Stored data entries
....................

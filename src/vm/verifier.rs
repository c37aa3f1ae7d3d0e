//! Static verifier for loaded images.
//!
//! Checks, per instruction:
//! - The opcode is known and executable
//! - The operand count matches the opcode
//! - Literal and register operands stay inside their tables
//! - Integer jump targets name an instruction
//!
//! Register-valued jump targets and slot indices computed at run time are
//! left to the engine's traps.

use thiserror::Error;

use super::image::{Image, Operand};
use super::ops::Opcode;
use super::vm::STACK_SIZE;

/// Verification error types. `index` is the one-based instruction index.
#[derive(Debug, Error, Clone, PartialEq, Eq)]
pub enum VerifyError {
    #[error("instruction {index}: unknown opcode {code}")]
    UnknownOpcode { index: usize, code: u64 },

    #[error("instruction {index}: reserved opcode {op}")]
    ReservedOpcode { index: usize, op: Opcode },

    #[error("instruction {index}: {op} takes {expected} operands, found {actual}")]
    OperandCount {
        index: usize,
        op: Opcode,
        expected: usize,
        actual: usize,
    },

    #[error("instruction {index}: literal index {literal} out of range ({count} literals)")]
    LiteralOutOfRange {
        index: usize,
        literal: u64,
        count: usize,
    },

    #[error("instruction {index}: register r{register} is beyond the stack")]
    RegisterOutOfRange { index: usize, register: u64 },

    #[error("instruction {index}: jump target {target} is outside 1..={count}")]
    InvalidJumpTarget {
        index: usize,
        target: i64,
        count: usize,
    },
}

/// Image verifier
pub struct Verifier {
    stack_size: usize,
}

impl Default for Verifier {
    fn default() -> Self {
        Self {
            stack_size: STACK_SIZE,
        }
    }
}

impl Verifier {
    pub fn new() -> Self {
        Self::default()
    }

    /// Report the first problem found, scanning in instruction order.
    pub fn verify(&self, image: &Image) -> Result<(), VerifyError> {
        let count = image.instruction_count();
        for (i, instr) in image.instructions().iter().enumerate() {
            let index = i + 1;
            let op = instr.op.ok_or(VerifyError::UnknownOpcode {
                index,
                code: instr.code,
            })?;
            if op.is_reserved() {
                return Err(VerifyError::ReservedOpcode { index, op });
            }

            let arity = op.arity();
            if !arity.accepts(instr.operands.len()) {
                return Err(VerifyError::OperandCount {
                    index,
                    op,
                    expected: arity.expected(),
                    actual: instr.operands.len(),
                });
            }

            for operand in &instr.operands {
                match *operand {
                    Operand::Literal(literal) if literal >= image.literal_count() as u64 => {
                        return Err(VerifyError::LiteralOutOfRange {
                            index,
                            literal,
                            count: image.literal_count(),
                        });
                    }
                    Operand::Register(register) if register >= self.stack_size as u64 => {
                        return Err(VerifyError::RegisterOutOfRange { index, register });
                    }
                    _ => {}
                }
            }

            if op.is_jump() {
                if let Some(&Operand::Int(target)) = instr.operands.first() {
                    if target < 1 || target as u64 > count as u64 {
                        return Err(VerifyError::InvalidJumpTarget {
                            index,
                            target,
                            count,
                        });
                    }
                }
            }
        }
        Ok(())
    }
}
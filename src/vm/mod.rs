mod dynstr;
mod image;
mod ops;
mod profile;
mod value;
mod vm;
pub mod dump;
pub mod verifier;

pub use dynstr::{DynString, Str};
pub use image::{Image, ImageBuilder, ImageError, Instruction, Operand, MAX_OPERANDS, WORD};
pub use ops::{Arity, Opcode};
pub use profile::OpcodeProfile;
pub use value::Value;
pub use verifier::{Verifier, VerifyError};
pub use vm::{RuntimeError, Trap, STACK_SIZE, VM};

....................

### Task:
In the records, how many lines have the word "dynstr" in them? Only the number is needed.

### Output:
2